Data records:
○ ○ ○ ○ ○ ○ ○
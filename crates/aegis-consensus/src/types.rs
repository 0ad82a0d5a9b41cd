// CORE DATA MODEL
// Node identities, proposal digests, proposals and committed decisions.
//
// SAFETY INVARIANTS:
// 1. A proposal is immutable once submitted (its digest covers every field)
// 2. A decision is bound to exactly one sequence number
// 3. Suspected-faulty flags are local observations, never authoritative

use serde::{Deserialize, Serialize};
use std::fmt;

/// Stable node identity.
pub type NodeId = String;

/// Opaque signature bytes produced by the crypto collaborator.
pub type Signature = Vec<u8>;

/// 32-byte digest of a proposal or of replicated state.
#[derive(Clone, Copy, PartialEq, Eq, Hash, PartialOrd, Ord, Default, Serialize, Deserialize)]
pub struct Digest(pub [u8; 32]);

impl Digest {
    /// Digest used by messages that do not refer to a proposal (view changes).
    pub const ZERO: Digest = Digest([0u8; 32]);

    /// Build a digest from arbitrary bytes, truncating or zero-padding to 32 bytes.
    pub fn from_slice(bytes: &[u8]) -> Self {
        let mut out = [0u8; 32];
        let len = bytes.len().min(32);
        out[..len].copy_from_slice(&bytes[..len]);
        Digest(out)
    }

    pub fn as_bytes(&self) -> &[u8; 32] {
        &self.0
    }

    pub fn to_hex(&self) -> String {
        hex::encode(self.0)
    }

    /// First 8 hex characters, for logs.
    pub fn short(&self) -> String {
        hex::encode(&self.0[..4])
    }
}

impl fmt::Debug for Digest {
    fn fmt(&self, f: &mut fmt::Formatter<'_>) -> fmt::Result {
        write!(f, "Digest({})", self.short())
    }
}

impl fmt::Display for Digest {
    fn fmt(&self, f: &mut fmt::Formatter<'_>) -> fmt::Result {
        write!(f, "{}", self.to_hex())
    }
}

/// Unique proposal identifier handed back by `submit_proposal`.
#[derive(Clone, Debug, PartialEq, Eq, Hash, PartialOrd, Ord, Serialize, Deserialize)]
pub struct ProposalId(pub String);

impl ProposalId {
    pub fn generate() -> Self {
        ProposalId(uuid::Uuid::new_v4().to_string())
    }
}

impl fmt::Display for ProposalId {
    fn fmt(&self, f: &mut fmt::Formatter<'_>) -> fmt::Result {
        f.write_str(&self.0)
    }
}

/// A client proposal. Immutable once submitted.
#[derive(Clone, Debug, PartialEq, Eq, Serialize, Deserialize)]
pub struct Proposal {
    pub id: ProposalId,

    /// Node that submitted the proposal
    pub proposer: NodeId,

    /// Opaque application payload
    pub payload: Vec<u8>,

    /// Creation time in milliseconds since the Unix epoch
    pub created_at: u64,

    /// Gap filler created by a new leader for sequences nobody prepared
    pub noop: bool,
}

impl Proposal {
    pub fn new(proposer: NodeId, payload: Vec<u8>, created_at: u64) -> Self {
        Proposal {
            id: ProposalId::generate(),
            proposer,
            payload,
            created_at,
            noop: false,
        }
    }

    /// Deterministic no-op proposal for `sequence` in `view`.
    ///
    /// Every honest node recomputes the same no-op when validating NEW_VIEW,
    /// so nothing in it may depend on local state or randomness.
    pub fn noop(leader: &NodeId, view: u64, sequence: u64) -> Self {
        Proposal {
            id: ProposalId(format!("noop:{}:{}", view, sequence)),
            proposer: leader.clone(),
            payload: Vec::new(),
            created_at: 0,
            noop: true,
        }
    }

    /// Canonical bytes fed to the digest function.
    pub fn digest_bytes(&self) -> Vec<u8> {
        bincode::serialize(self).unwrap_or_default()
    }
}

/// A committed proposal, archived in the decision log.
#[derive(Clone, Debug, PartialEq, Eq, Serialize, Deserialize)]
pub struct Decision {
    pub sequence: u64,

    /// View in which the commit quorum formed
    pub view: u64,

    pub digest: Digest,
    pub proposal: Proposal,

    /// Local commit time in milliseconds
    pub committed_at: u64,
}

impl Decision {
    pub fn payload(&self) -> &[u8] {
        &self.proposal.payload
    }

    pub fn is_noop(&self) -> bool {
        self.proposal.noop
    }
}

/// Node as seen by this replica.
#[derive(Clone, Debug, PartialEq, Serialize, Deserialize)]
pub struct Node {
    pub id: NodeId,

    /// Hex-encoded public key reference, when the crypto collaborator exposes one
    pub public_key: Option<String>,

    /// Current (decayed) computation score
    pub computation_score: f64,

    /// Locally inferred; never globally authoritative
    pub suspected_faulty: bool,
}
○ ○ ○ ○ ○ ○ ○
Nothing but an exact reproduction of the entries is wanted.

filename crates/aegis-consensus/src/types.rs
repository 0ad82a0d5a9b41cd
// CORE DATA MODEL
// Node identities, proposal digests, proposals and committed decisions.
//
// SAFETY INVARIANTS:
// 1. A proposal is immutable once submitted (its digest covers every field)
// 2. A decision is bound to exactly one sequence number
// 3. Suspected-faulty flags are local observations, never authoritative

use serde::{Deserialize, Serialize};
use std::fmt;

/// Stable node identity.
pub type NodeId = String;

/// Opaque signature bytes produced by the crypto collaborator.
pub type Signature = Vec<u8>;

/// 32-byte digest of a proposal or of replicated state.
#[derive(Clone, Copy, PartialEq, Eq, Hash, PartialOrd, Ord, Default, Serialize, Deserialize)]
pub struct Digest(pub [u8; 32]);

impl Digest {
    /// Digest used by messages that do not refer to a proposal (view changes).
    pub const ZERO: Digest = Digest([0u8; 32]);

    /// Build a digest from arbitrary bytes, truncating or zero-padding to 32 bytes.
    pub fn from_slice(bytes: &[u8]) -> Self {
        let mut out = [0u8; 32];
        let len = bytes.len().min(32);
        out[..len].copy_from_slice(&bytes[..len]);
        Digest(out)
    }

    pub fn as_bytes(&self) -> &[u8; 32] {
        &self.0
    }

    pub fn to_hex(&self) -> String {
        hex::encode(self.0)
    }

    /// First 8 hex characters, for logs.
    pub fn short(&self) -> String {
        hex::encode(&self.0[..4])
    }
}

impl fmt::Debug for Digest {
    fn fmt(&self, f: &mut fmt::Formatter<'_>) -> fmt::Result {
        write!(f, "Digest({})", self.short())
    }
}

impl fmt::Display for Digest {
    fn fmt(&self, f: &mut fmt::Formatter<'_>) -> fmt::Result {
        write!(f, "{}", self.to_hex())
    }
}

/// Unique proposal identifier handed back by `submit_proposal`.
#[derive(Clone, Debug, PartialEq, Eq, Hash, PartialOrd, Ord, Serialize, Deserialize)]
pub struct ProposalId(pub String);

impl ProposalId {
    pub fn generate() -> Self {
        ProposalId(uuid::Uuid::new_v4().to_string())
    }
}

impl fmt::Display for ProposalId {
    fn fmt(&self, f: &mut fmt::Formatter<'_>) -> fmt::Result {
        f.write_str(&self.0)
    }
}

/// A client proposal. Immutable once submitted.
#[derive(Clone, Debug, PartialEq, Eq, Serialize, Deserialize)]
pub struct Proposal {
    pub id: ProposalId,

    /// Node that submitted the proposal
    pub proposer: NodeId,

    /// Opaque application payload
    pub payload: Vec<u8>,

    /// Creation time in milliseconds since the Unix epoch
    pub created_at: u64,

    /// Gap filler created by a new leader for sequences nobody prepared
    pub noop: bool,
}

impl Proposal {
    pub fn new(proposer: NodeId, payload: Vec<u8>, created_at: u64) -> Self {
        Proposal {
            id: ProposalId::generate(),
            proposer,
            payload,
            created_at,
            noop: false,
        }
    }

    /// Deterministic no-op proposal for `sequence` in `view`.
    ///
    /// Every honest node recomputes the same no-op when validating NEW_VIEW,
    /// so nothing in it may depend on local state or randomness.
    pub fn noop(leader: &NodeId, view: u64, sequence: u64) -> Self {
        Proposal {
            id: ProposalId(format!("noop:{}:{}", view, sequence)),
            proposer: leader.clone(),
            payload: Vec::new(),
            created_at: 0,
            noop: true,
        }
    }

    /// Canonical bytes fed to the digest function.
    pub fn digest_bytes(&self) -> Vec<u8> {
        bincode::serialize(self).unwrap_or_default()
    }
}

/// A committed proposal, archived in the decision log.
#[derive(Clone, Debug, PartialEq, Eq, Serialize, Deserialize)]
pub struct Decision {
    pub sequence: u64,

    /// View in which the commit quorum formed
    pub view: u64,

    pub digest: Digest,
    pub proposal: Proposal,

    /// Local commit time in milliseconds
    pub committed_at: u64,
}

impl Decision {
    pub fn payload(&self) -> &[u8] {
        &self.proposal.payload
    }

    pub fn is_noop(&self) -> bool {
        self.proposal.noop
    }
}

/// Node as seen by this replica.
#[derive(Clone, Debug, PartialEq, Serialize, Deserialize)]
pub struct Node {
    pub id: NodeId,

    /// Hex-encoded public key reference, when the crypto collaborator exposes one
    pub public_key: Option<String>,

    /// Current (decayed) computation score
    pub computation_score: f64,

    /// Locally inferred; never globally authoritative
    pub suspected_faulty: bool,
}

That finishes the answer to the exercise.